=== Task inputs ===

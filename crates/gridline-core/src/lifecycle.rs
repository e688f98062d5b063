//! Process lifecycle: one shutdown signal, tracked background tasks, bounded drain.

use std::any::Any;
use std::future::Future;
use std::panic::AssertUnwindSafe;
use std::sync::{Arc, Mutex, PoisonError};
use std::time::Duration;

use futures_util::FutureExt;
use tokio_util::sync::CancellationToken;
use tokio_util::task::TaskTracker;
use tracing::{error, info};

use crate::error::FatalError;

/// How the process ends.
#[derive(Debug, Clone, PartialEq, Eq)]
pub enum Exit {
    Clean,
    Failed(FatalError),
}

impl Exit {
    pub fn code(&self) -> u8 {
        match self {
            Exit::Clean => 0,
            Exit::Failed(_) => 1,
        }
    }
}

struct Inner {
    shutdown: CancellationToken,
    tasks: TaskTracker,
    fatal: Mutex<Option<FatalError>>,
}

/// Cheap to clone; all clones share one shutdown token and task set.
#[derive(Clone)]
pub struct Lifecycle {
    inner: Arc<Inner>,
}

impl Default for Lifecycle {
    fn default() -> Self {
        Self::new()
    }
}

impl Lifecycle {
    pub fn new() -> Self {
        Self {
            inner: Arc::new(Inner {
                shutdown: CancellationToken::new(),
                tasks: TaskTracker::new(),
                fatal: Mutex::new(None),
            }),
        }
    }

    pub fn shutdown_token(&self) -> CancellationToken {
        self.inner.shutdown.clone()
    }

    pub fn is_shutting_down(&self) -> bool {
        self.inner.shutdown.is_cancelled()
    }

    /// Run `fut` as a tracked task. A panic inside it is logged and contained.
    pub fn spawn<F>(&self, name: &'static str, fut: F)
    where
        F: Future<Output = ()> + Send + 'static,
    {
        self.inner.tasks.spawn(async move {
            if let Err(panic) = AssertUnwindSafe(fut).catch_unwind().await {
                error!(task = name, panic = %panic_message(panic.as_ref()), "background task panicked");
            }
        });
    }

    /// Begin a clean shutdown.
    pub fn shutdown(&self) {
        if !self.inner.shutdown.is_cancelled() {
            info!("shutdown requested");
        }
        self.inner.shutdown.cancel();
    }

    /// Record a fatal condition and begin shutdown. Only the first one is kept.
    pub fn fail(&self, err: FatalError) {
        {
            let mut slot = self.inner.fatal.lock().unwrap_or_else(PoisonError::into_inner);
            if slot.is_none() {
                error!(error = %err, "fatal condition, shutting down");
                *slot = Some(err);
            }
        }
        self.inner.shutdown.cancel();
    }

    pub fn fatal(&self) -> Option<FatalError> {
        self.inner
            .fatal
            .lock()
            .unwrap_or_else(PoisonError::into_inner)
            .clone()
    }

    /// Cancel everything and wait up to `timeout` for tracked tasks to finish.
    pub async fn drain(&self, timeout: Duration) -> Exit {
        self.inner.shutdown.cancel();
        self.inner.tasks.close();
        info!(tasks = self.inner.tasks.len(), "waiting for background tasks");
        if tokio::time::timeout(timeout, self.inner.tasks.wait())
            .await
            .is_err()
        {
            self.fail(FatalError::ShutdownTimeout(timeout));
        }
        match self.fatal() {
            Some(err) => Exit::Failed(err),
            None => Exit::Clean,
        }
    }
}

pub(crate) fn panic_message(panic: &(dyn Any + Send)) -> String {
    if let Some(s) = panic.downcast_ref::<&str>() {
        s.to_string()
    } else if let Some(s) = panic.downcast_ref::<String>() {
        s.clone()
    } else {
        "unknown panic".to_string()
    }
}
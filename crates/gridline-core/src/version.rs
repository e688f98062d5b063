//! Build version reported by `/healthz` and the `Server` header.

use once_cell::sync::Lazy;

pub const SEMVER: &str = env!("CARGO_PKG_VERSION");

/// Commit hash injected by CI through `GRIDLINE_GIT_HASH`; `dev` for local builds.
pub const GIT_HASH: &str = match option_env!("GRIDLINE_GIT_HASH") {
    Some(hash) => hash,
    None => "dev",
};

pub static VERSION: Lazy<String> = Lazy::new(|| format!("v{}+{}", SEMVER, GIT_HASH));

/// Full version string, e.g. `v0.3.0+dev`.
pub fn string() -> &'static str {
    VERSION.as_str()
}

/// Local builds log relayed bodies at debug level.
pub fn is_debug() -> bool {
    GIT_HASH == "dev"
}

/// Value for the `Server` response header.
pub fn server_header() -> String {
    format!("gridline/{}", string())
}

===
=== Task inputs ===

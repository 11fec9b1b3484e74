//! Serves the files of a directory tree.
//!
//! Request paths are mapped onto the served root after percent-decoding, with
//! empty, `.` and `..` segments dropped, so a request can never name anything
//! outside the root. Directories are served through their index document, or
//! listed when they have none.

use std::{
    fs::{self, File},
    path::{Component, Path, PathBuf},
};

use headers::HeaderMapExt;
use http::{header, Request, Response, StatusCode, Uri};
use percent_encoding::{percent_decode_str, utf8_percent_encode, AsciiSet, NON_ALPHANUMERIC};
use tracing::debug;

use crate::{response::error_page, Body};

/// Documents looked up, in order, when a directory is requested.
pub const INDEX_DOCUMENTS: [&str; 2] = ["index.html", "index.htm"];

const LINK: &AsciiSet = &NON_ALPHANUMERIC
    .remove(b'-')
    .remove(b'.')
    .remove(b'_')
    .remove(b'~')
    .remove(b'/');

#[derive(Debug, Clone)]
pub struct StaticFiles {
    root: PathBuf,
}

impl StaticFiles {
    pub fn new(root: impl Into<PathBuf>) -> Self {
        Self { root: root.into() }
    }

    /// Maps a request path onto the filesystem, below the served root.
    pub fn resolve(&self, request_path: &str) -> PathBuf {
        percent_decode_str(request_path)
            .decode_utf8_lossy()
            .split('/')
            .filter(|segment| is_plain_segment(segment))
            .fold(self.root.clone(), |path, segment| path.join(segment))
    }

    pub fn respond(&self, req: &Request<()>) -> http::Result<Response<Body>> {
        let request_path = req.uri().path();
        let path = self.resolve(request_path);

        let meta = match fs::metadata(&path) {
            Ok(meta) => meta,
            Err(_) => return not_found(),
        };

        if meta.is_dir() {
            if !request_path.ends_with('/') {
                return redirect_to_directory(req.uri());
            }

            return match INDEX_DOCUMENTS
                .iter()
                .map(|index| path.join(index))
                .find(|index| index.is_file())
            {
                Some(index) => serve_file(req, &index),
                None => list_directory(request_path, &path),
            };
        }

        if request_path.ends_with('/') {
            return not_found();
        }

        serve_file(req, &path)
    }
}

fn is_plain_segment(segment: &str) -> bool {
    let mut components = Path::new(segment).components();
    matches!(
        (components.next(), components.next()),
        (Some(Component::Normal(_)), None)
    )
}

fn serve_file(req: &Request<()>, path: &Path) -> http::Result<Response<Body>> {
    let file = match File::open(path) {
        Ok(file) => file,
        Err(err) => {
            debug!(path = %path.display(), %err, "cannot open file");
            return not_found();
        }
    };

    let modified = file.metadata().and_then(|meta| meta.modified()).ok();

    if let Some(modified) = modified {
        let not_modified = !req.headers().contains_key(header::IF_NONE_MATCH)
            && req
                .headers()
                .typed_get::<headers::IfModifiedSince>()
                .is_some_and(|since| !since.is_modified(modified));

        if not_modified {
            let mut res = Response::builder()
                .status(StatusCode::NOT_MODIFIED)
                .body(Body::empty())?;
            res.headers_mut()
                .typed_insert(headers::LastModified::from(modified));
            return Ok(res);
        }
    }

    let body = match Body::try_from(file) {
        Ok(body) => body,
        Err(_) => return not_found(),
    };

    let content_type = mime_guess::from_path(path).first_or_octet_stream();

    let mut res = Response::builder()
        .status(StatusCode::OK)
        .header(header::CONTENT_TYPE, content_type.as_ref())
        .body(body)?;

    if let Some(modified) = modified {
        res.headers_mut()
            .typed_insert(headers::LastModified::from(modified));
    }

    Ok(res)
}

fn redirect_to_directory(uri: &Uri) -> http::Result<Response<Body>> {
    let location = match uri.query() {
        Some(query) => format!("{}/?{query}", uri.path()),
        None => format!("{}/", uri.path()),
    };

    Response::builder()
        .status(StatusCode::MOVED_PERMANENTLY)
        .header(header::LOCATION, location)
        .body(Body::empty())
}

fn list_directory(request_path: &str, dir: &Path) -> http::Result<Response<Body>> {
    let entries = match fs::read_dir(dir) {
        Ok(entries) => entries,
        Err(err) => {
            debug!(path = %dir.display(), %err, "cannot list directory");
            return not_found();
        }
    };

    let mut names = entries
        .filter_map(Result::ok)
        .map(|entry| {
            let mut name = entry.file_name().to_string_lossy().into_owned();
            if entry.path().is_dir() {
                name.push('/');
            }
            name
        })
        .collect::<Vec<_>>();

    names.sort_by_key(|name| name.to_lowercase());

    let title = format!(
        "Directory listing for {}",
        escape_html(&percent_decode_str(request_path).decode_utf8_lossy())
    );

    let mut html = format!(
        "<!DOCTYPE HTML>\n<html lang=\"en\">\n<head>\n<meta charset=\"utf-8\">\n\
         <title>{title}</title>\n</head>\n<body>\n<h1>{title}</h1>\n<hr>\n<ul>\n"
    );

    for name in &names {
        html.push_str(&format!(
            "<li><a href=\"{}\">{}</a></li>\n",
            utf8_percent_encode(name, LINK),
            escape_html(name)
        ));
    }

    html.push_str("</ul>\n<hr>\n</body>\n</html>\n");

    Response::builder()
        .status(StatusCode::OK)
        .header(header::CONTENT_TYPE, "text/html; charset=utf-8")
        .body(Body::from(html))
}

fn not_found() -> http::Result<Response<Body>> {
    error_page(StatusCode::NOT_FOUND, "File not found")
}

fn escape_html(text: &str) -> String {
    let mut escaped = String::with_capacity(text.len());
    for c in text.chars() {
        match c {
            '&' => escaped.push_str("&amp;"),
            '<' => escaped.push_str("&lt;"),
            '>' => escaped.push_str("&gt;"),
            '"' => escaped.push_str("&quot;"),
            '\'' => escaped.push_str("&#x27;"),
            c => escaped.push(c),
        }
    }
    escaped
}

===
=== Task inputs ===

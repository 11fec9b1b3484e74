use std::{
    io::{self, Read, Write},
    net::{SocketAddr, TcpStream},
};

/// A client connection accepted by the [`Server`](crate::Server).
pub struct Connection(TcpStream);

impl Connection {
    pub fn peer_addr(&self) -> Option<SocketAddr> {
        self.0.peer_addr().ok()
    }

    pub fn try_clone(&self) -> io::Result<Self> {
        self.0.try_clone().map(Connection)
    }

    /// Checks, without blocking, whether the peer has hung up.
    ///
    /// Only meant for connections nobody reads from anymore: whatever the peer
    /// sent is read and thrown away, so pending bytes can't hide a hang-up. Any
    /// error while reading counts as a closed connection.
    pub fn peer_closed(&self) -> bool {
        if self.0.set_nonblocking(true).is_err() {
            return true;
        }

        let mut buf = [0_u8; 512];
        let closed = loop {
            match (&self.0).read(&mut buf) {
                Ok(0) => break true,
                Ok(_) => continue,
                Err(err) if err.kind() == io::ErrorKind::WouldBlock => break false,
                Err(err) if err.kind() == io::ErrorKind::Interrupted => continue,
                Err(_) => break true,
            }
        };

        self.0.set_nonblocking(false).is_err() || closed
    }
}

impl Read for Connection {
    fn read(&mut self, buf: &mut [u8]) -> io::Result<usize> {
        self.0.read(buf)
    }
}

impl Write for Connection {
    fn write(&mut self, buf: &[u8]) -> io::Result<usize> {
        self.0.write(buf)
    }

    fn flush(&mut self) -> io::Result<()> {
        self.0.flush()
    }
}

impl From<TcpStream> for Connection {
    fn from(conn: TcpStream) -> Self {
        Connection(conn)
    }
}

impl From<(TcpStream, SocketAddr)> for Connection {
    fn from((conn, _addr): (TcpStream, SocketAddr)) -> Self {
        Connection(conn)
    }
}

===

--- What you should do ---
Within the material above, output exactly the lines from the one with "let mut name = entry.file_name().to_string_lossy().into_owned();" through the one with "let mut html", end lines included, and nothing besides.

--- Solution for this task ---
            let mut name = entry.file_name().to_string_lossy().into_owned();
            if entry.path().is_dir() {
                name.push('/');
            }
            name
        })
        .collect::<Vec<_>>();

    names.sort_by_key(|name| name.to_lowercase());

    let title = format!(
        "Directory listing for {}",
        escape_html(&percent_decode_str(request_path).decode_utf8_lossy())
    );

    let mut html = format!(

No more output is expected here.